▸ WORK TO BE COMPLETED
Output a verbatim copy of the data, cut off after the line that contains "if *value <".

(Stored data entries)
§

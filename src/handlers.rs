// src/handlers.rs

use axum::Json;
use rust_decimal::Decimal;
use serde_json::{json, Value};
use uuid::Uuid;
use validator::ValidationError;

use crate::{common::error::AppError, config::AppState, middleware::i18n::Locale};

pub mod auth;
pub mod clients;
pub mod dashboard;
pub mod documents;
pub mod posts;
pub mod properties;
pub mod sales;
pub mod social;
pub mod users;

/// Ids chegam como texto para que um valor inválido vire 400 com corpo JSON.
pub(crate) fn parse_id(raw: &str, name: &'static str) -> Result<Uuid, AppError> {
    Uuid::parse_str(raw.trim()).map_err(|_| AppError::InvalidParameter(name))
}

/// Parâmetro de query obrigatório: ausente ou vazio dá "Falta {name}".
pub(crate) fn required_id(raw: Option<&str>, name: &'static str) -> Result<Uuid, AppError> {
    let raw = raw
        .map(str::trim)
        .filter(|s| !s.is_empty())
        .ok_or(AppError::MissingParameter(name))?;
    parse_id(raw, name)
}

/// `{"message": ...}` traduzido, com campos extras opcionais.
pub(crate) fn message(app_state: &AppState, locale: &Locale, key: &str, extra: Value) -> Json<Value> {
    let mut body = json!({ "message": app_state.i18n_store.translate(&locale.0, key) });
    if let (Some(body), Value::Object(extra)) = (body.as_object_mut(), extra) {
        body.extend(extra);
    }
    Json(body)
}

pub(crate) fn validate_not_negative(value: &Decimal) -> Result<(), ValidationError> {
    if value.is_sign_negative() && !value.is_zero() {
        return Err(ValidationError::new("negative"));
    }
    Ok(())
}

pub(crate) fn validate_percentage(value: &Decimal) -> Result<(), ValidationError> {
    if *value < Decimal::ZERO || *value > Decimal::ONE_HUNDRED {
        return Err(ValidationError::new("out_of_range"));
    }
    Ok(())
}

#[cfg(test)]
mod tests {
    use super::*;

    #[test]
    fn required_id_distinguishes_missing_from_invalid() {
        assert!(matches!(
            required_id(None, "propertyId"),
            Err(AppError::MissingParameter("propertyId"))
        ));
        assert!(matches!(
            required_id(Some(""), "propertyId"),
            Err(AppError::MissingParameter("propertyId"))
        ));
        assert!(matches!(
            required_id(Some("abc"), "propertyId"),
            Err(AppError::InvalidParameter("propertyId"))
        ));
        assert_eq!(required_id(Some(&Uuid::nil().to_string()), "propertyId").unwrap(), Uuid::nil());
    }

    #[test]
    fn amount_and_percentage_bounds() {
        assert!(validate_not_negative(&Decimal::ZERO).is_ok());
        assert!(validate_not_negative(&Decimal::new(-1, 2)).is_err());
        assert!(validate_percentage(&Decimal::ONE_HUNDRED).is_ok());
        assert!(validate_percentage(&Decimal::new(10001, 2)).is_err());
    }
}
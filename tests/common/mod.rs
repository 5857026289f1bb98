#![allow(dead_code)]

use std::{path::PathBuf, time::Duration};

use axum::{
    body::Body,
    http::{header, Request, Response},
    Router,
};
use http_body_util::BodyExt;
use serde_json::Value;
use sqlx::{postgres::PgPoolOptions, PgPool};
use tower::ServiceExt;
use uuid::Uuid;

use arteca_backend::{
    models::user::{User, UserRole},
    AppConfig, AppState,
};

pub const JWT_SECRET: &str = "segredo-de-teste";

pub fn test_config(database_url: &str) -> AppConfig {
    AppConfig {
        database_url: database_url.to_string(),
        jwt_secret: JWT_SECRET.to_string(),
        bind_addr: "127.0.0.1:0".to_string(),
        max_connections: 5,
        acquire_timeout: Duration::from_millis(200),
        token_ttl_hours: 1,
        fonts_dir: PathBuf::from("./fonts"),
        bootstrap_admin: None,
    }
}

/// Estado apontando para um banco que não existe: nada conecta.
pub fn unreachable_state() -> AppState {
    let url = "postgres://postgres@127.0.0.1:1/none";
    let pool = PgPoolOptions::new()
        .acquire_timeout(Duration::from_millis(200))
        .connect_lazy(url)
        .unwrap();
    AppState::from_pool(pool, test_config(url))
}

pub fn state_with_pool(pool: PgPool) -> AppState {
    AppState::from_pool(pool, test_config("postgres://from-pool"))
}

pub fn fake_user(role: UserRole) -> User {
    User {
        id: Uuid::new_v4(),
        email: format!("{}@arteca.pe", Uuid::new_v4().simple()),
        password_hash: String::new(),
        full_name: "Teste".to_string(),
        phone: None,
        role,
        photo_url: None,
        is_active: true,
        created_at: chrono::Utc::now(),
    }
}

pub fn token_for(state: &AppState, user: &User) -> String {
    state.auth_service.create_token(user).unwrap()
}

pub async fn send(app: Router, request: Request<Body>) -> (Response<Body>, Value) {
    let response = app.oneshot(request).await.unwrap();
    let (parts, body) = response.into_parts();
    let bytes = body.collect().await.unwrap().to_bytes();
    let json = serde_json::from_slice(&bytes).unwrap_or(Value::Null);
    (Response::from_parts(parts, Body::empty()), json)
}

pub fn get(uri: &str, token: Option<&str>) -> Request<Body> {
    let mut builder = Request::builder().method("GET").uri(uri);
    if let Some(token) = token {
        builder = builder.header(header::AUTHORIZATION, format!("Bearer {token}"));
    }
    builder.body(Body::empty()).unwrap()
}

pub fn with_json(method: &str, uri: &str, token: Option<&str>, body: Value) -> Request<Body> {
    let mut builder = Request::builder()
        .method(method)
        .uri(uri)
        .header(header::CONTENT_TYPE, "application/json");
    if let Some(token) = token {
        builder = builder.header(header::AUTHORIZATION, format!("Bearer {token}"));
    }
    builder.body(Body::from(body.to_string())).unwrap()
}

§

▸ RESPONSE FOR THIS EXERCISE
filename src/handlers.rs
// src/handlers.rs

use axum::Json;
use rust_decimal::Decimal;
use serde_json::{json, Value};
use uuid::Uuid;
use validator::ValidationError;

use crate::{common::error::AppError, config::AppState, middleware::i18n::Locale};

pub mod auth;
pub mod clients;
pub mod dashboard;
pub mod documents;
pub mod posts;
pub mod properties;
pub mod sales;
pub mod social;
pub mod users;

/// Ids chegam como texto para que um valor inválido vire 400 com corpo JSON.
pub(crate) fn parse_id(raw: &str, name: &'static str) -> Result<Uuid, AppError> {
    Uuid::parse_str(raw.trim()).map_err(|_| AppError::InvalidParameter(name))
}

/// Parâmetro de query obrigatório: ausente ou vazio dá "Falta {name}".
pub(crate) fn required_id(raw: Option<&str>, name: &'static str) -> Result<Uuid, AppError> {
    let raw = raw
        .map(str::trim)
        .filter(|s| !s.is_empty())
        .ok_or(AppError::MissingParameter(name))?;
    parse_id(raw, name)
}

/// `{"message": ...}` traduzido, com campos extras opcionais.
pub(crate) fn message(app_state: &AppState, locale: &Locale, key: &str, extra: Value) -> Json<Value> {
    let mut body = json!({ "message": app_state.i18n_store.translate(&locale.0, key) });
    if let (Some(body), Value::Object(extra)) = (body.as_object_mut(), extra) {
        body.extend(extra);
    }
    Json(body)
}

pub(crate) fn validate_not_negative(value: &Decimal) -> Result<(), ValidationError> {
    if value.is_sign_negative() && !value.is_zero() {
        return Err(ValidationError::new("negative"));
    }
    Ok(())
}

pub(crate) fn validate_percentage(value: &Decimal) -> Result<(), ValidationError> {
    if *value < Decimal::ZERO || *value > Decimal::ONE_HUNDRED {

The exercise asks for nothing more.